Raw data:
▼▼▼
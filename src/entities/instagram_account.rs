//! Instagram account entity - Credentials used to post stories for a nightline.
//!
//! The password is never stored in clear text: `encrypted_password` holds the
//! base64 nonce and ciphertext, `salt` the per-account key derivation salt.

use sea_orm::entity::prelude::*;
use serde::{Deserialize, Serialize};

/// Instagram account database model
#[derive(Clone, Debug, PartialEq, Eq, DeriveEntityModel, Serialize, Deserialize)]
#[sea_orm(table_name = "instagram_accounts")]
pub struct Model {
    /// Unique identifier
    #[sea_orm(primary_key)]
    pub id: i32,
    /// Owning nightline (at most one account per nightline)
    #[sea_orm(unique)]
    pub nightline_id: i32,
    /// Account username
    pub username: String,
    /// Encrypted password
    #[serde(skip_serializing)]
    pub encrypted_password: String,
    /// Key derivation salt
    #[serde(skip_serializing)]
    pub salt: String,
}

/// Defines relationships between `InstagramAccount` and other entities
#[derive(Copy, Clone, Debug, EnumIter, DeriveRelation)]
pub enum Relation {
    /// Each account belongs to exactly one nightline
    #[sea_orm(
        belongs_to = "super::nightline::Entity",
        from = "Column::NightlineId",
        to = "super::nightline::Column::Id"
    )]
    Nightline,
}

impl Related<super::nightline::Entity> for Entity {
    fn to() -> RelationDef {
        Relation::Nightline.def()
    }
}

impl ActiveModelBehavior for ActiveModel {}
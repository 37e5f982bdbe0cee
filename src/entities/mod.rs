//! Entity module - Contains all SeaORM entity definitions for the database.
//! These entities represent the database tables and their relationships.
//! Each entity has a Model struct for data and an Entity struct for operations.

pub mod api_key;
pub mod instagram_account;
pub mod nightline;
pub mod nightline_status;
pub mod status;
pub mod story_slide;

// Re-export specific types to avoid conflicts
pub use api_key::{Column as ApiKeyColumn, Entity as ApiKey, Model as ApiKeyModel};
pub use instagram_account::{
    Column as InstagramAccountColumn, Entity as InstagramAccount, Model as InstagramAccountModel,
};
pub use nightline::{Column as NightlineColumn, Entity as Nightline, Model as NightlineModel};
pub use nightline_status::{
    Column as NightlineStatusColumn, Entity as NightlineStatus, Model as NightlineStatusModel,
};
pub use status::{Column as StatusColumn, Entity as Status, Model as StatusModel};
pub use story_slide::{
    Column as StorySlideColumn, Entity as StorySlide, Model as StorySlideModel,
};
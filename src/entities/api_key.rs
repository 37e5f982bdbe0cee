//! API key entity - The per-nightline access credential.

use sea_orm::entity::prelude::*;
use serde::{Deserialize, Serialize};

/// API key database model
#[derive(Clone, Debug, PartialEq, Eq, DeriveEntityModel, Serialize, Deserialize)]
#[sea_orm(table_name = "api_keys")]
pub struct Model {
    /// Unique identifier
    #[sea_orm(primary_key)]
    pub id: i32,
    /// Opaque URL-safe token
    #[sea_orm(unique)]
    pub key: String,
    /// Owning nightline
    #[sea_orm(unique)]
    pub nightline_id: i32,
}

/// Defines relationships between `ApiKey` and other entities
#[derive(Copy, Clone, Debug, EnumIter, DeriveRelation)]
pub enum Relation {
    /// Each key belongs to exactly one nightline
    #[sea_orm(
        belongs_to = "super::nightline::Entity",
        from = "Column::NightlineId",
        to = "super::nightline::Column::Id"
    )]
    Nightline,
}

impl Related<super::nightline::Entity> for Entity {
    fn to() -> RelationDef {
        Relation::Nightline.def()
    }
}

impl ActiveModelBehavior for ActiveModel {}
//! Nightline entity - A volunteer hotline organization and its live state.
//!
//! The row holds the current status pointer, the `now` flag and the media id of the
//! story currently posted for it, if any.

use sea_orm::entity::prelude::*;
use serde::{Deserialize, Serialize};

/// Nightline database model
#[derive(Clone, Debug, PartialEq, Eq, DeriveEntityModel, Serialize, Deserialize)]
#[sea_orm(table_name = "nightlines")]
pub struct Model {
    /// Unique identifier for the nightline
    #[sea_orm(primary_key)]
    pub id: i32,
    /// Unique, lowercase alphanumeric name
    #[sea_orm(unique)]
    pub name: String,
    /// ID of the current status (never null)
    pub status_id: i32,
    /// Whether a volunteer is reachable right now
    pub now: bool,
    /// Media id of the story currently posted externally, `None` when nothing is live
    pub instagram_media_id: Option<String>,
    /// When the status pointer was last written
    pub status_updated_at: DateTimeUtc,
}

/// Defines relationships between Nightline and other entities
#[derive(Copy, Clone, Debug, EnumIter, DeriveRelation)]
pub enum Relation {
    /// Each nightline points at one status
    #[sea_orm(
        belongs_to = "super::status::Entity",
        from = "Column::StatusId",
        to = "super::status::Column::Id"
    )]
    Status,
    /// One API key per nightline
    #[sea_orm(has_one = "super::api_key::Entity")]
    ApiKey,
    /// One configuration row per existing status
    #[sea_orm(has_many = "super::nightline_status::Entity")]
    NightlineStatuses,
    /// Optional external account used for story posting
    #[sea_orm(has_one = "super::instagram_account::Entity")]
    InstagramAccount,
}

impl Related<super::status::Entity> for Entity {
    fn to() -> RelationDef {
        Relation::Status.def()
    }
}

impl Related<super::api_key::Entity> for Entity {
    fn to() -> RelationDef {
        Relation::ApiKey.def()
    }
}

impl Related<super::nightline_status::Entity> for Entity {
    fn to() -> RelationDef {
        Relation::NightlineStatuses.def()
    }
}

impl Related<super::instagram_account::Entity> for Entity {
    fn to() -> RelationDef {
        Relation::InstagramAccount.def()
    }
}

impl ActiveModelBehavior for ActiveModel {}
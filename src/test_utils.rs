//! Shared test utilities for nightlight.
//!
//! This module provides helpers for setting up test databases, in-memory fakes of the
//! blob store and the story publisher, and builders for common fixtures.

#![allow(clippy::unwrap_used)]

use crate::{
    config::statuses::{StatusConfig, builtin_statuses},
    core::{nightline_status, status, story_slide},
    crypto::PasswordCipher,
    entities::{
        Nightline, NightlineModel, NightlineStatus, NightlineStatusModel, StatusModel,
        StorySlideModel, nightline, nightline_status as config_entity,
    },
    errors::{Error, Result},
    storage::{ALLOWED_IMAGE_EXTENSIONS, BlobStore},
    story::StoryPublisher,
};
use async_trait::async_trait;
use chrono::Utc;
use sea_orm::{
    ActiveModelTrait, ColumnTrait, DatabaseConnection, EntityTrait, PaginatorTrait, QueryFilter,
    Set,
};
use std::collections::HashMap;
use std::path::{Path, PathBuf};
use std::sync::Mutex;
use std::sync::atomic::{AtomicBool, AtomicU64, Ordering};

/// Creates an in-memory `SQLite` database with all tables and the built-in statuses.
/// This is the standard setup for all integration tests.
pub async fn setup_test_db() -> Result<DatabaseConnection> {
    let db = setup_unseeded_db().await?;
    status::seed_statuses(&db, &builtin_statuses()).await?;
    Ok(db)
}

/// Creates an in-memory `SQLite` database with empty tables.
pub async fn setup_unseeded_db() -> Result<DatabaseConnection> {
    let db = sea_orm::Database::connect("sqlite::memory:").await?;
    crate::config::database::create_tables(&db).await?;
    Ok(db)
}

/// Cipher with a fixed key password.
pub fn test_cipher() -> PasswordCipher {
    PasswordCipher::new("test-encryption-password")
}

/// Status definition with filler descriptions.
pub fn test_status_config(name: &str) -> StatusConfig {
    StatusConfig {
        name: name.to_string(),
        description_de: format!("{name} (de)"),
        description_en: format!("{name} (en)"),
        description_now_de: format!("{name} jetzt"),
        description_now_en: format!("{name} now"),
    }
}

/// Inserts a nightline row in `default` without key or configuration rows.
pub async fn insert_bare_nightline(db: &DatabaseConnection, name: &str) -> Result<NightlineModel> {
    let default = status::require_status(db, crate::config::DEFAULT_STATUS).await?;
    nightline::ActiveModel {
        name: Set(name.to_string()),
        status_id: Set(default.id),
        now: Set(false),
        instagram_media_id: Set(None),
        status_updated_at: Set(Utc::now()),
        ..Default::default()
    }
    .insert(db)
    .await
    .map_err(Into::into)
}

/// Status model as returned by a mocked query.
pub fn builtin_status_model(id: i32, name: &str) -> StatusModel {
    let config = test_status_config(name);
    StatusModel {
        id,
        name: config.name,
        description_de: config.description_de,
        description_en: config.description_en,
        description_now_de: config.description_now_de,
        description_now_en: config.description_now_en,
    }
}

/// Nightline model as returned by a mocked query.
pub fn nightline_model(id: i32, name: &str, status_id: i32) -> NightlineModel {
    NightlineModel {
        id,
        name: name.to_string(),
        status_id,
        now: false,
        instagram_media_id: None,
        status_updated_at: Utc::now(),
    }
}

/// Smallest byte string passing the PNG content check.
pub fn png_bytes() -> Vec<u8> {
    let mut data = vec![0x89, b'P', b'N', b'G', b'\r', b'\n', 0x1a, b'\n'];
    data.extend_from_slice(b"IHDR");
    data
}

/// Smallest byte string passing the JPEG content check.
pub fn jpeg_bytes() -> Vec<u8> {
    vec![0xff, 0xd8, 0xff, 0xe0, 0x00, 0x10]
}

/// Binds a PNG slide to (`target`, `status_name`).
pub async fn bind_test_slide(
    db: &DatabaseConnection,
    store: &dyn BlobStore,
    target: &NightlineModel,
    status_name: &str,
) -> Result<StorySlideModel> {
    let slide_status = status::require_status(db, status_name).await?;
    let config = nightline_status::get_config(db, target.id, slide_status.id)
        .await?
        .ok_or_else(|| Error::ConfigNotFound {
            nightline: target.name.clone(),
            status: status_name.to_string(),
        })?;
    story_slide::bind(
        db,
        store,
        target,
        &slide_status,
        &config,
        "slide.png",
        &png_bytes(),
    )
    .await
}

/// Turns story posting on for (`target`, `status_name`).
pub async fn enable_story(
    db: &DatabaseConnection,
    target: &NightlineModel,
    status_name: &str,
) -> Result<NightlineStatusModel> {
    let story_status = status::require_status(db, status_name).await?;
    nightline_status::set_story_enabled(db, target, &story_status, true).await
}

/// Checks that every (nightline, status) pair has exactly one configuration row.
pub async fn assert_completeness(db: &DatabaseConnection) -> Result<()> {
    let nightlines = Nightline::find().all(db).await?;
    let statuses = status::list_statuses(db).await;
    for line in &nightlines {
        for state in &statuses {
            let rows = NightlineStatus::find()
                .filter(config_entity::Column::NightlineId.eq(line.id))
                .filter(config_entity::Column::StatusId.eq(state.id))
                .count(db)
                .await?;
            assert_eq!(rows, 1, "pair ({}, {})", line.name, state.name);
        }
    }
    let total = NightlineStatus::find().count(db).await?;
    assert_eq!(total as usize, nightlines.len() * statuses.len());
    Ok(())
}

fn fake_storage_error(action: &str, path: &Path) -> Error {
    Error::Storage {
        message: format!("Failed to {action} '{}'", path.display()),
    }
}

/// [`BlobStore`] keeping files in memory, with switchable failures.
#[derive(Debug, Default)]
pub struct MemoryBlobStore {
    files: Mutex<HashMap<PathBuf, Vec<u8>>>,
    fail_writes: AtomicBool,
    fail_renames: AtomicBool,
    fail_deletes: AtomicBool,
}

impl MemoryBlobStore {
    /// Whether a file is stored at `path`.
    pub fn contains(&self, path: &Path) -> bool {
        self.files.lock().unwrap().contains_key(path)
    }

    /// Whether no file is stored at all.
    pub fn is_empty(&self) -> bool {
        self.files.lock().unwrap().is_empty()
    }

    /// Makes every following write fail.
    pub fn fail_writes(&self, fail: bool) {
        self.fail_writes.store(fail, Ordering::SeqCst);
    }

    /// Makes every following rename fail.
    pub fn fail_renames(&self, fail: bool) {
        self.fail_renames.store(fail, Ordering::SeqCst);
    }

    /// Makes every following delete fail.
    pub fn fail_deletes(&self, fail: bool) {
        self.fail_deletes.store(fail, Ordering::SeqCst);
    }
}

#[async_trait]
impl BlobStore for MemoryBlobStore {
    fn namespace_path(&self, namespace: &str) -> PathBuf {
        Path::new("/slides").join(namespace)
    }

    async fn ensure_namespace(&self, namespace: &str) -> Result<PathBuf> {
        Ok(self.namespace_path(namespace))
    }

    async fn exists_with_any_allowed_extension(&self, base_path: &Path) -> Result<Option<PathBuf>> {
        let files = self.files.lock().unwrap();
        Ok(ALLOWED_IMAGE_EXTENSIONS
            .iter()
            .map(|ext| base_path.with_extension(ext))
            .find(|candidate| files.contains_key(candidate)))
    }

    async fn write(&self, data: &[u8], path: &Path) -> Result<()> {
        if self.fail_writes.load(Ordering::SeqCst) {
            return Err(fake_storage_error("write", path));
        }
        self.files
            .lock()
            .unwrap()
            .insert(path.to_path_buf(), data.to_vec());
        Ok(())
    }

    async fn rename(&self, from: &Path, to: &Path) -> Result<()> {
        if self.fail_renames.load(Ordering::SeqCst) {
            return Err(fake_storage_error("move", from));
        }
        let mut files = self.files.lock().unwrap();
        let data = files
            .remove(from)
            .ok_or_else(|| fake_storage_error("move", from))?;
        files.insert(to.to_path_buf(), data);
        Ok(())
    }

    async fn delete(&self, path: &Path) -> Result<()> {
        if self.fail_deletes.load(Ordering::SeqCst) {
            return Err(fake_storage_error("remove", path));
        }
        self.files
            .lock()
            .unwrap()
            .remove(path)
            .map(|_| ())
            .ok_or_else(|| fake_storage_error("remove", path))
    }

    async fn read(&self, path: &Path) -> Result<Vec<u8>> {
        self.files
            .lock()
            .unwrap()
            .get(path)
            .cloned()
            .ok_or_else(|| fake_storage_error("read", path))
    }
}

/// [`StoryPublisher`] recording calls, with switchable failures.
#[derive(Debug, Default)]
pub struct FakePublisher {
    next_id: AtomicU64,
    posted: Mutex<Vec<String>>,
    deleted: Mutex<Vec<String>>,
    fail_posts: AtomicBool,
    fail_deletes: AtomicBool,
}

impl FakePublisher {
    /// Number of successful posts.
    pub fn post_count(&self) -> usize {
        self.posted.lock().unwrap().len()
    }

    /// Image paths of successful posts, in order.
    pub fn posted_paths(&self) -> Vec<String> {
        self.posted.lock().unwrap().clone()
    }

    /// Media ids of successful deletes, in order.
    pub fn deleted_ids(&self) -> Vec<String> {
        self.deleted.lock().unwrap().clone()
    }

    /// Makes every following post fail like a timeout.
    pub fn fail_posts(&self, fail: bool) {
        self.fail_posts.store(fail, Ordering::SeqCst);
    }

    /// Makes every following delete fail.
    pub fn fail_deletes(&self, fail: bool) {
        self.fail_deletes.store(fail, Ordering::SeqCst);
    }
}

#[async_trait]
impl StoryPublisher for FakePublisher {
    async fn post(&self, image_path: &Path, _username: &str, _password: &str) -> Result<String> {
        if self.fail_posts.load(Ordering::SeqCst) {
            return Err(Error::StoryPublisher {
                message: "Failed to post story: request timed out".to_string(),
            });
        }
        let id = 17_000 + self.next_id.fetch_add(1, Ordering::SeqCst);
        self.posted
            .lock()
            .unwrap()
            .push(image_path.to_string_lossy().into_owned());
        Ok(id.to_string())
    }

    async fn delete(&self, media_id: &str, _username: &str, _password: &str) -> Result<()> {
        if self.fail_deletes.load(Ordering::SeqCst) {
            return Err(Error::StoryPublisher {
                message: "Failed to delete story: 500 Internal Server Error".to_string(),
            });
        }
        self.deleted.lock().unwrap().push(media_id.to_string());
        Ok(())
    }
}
▲▲▲
Task goal:
Only the lines with "action" are needed; find them in the records and copy each one.

Written reply:
fn fake_storage_error(action: &str, path: &Path) -> Error {
        message: format!("Failed to {action} '{}'", path.display()),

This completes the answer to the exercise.